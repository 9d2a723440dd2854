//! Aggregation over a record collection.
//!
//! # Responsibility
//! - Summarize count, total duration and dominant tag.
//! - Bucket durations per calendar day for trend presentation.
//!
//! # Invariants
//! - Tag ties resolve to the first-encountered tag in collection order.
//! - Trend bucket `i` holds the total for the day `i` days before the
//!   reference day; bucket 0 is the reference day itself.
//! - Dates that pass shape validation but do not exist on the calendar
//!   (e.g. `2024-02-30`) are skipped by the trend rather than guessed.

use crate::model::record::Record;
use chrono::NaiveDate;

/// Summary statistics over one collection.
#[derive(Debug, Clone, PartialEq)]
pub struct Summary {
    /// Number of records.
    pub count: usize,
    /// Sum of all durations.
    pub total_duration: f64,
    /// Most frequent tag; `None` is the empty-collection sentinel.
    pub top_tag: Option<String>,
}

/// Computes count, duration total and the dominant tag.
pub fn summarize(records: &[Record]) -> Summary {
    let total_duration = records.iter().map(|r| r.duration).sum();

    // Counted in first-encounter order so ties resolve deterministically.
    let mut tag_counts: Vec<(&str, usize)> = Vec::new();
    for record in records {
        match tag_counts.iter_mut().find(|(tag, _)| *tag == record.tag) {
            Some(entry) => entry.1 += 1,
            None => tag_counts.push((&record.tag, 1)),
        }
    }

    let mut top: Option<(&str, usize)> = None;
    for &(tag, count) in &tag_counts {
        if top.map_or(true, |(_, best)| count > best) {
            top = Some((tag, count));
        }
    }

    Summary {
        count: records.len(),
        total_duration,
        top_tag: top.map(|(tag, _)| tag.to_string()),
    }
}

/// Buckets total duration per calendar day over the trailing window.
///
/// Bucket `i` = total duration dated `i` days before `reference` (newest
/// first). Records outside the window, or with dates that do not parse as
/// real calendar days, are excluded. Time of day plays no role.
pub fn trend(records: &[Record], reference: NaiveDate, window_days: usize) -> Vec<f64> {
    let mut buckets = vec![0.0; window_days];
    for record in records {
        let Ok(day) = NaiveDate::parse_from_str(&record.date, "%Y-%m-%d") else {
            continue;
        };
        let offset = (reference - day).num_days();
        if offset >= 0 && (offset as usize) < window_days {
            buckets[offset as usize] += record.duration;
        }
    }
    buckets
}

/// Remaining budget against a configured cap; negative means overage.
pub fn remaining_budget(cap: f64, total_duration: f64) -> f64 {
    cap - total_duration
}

----

- _WORK REQUEST_: Please go through the entries and show every line with the word "ties".

- _SOLUTION FOR THIS PROBLEM_:
//! - Tag ties resolve to the first-encountered tag in collection order.
    // Counted in first-encounter order so ties resolve deterministically.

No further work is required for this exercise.